REQUIRED WORK => Would you copy all lines in the data that contain the word "expected"?

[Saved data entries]
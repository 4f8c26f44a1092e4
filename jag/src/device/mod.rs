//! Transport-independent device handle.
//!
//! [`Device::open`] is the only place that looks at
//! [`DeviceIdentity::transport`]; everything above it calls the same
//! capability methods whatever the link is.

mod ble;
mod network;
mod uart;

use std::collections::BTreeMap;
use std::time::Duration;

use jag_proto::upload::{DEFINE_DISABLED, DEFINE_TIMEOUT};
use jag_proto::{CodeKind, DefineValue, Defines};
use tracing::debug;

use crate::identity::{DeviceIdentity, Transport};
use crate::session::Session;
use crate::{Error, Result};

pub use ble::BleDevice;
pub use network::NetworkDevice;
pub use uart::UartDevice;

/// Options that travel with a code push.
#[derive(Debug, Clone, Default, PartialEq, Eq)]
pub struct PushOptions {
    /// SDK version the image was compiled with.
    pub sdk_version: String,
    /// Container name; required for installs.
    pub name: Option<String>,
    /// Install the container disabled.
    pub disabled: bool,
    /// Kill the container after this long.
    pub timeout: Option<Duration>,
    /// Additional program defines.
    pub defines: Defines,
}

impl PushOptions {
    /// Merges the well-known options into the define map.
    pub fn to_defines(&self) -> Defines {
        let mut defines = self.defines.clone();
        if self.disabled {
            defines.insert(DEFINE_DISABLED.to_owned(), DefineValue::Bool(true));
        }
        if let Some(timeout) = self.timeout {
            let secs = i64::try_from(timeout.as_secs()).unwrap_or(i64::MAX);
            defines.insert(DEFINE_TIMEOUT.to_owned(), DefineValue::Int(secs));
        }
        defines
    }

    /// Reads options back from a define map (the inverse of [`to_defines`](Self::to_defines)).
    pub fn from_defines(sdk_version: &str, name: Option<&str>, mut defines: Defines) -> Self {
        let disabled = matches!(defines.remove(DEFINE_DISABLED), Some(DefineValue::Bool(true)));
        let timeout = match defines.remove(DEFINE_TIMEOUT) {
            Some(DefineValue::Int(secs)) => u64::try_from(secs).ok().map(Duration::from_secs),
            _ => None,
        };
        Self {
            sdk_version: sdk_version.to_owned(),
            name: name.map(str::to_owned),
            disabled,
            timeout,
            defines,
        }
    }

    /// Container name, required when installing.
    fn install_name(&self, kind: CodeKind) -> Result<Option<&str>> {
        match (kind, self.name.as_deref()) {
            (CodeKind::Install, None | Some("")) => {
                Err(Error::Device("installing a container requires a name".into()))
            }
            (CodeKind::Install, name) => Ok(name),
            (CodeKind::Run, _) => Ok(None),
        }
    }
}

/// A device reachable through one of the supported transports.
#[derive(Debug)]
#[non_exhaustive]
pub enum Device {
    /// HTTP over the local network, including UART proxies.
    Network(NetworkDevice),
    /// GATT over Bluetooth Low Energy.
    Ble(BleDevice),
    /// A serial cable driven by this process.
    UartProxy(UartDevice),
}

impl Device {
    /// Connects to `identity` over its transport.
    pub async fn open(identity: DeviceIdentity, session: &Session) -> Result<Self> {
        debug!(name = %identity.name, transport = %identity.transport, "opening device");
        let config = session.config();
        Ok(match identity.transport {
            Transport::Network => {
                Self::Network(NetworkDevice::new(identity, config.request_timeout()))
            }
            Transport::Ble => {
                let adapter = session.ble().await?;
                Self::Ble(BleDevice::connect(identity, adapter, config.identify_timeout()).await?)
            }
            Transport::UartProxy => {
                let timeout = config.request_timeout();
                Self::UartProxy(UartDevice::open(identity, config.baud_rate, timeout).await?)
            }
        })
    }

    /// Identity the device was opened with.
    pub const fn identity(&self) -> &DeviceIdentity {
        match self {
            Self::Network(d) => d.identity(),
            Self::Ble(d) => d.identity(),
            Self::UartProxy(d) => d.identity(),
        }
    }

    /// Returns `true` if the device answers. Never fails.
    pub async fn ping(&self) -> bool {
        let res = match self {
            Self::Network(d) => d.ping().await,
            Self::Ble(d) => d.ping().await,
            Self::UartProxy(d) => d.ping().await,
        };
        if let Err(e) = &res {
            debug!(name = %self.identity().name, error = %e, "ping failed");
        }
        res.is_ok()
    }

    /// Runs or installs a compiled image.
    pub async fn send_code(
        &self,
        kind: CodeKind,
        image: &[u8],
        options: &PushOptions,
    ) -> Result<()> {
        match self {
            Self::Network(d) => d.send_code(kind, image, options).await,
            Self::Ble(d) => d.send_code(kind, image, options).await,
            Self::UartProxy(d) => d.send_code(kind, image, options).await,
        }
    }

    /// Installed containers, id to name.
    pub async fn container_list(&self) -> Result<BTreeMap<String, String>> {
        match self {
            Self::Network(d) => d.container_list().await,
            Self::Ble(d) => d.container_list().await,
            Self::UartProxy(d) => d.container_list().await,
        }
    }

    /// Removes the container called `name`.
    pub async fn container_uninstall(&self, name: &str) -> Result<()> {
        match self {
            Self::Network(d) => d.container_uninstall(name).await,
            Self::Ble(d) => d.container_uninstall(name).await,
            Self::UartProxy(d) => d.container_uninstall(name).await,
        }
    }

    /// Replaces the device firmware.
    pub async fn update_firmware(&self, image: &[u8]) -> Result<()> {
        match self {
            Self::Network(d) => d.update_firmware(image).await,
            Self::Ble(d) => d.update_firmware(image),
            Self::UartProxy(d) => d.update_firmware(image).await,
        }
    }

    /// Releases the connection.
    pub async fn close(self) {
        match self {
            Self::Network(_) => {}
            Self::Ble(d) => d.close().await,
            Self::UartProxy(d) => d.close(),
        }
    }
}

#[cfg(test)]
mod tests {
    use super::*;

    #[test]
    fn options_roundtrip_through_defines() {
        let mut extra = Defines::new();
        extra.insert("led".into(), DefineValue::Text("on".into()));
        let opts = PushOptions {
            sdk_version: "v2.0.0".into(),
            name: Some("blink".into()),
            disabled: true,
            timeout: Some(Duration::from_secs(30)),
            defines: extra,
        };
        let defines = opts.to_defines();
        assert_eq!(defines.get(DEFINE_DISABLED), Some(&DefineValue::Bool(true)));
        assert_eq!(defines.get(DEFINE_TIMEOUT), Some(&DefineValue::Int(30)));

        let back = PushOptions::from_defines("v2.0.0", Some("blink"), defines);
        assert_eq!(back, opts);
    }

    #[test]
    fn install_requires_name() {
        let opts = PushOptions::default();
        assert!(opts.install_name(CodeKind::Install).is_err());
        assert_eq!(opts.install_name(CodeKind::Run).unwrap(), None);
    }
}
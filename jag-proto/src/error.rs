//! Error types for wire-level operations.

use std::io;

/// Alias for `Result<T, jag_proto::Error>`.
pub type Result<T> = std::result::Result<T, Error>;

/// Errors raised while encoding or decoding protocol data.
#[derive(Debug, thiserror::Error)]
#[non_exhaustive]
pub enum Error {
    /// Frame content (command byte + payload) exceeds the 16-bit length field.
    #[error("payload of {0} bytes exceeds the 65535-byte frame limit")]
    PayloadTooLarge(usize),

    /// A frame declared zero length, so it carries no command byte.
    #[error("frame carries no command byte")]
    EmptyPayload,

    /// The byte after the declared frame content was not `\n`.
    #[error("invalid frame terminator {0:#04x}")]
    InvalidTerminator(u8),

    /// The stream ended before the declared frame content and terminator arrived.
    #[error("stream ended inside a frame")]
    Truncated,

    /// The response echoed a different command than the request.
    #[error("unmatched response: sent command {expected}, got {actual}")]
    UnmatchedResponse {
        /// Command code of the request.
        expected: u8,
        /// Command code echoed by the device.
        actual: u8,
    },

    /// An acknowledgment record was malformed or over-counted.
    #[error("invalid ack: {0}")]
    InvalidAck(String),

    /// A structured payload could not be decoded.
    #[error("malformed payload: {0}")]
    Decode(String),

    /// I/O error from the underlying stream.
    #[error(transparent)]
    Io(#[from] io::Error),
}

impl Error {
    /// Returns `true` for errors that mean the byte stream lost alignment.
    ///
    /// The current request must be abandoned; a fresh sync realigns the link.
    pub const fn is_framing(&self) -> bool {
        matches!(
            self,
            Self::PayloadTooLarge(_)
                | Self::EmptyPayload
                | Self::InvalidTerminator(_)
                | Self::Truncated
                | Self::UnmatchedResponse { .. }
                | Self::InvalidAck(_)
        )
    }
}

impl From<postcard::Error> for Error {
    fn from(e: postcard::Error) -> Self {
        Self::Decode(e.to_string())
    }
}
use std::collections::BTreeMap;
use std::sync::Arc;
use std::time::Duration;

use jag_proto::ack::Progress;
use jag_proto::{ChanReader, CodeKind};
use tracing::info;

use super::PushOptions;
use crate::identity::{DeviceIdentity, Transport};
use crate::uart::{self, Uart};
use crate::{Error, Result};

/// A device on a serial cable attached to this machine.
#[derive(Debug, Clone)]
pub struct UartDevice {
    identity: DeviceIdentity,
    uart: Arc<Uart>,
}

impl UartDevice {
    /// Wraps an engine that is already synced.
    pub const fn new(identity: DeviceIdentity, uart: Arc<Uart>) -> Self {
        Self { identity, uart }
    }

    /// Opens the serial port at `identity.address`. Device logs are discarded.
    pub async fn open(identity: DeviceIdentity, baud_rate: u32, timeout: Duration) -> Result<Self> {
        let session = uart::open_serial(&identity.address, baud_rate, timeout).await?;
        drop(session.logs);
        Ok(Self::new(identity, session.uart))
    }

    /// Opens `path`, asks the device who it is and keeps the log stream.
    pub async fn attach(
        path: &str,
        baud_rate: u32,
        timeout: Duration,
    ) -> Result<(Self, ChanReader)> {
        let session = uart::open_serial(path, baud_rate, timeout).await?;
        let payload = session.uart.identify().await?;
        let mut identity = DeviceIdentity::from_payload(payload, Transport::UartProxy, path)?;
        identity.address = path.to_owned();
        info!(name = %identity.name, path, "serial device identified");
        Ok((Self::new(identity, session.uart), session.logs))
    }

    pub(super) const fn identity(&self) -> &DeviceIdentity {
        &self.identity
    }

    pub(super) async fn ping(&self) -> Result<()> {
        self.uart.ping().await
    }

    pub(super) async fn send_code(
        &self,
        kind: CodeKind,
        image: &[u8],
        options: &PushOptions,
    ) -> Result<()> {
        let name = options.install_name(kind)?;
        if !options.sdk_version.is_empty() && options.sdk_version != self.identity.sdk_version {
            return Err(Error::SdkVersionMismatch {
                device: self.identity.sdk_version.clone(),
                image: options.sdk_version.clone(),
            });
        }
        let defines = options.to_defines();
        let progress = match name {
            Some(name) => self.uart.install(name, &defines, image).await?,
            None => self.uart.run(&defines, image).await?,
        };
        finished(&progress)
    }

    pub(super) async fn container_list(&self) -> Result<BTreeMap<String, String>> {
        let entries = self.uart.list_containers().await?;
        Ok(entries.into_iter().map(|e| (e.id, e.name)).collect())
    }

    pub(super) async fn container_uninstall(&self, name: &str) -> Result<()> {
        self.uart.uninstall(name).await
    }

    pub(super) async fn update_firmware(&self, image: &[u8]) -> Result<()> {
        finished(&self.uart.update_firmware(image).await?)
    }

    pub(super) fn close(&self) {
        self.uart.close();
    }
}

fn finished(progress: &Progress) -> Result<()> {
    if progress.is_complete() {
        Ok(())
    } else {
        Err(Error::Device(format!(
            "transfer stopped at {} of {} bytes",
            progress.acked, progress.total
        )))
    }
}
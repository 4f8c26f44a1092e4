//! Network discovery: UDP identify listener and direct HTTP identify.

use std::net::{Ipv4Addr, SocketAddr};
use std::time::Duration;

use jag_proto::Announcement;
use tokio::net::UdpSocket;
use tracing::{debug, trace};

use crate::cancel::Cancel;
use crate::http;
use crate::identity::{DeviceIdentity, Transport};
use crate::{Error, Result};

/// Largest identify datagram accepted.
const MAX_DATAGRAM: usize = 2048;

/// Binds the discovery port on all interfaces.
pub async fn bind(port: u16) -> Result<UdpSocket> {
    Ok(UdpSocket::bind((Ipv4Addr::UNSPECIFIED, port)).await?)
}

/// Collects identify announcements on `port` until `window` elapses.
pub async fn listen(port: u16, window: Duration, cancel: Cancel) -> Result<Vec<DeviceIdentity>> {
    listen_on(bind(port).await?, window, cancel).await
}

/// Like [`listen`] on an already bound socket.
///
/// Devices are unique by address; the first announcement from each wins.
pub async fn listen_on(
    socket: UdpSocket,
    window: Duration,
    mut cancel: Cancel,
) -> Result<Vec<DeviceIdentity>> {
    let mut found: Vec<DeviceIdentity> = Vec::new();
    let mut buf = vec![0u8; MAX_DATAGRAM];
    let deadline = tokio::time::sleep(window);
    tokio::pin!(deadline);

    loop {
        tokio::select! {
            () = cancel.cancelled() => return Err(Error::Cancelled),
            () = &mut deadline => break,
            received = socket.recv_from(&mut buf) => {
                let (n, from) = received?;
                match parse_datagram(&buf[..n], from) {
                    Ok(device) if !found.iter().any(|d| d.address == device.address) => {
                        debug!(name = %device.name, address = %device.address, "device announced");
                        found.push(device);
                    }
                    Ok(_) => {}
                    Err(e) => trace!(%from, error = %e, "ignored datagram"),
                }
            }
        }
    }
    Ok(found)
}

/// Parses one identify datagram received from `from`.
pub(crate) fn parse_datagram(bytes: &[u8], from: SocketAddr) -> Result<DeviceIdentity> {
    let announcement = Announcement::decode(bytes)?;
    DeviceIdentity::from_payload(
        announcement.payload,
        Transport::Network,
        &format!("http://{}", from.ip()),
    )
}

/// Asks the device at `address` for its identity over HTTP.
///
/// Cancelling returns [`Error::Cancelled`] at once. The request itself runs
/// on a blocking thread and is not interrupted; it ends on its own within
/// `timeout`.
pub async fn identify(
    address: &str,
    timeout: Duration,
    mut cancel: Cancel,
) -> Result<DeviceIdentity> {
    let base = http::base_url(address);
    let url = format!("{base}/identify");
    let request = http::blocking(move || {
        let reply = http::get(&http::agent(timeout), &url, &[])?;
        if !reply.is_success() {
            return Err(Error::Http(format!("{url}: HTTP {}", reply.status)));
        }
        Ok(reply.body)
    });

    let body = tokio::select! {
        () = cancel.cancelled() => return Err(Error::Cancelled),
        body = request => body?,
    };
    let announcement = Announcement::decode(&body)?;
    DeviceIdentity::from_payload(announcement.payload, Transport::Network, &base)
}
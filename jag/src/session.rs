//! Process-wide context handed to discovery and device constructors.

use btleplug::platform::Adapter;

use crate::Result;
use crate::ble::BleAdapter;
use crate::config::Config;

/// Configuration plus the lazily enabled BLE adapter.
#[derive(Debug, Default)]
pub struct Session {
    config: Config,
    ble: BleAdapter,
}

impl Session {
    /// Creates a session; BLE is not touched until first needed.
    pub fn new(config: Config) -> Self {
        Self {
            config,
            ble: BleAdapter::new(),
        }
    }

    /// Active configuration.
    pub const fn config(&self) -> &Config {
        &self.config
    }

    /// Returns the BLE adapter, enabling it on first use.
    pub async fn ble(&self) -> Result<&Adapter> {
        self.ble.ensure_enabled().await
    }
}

RESPONSE FOR THIS EXERCISE =>
    #[error("unmatched response: sent command {expected}, got {actual}")]
        expected: u8,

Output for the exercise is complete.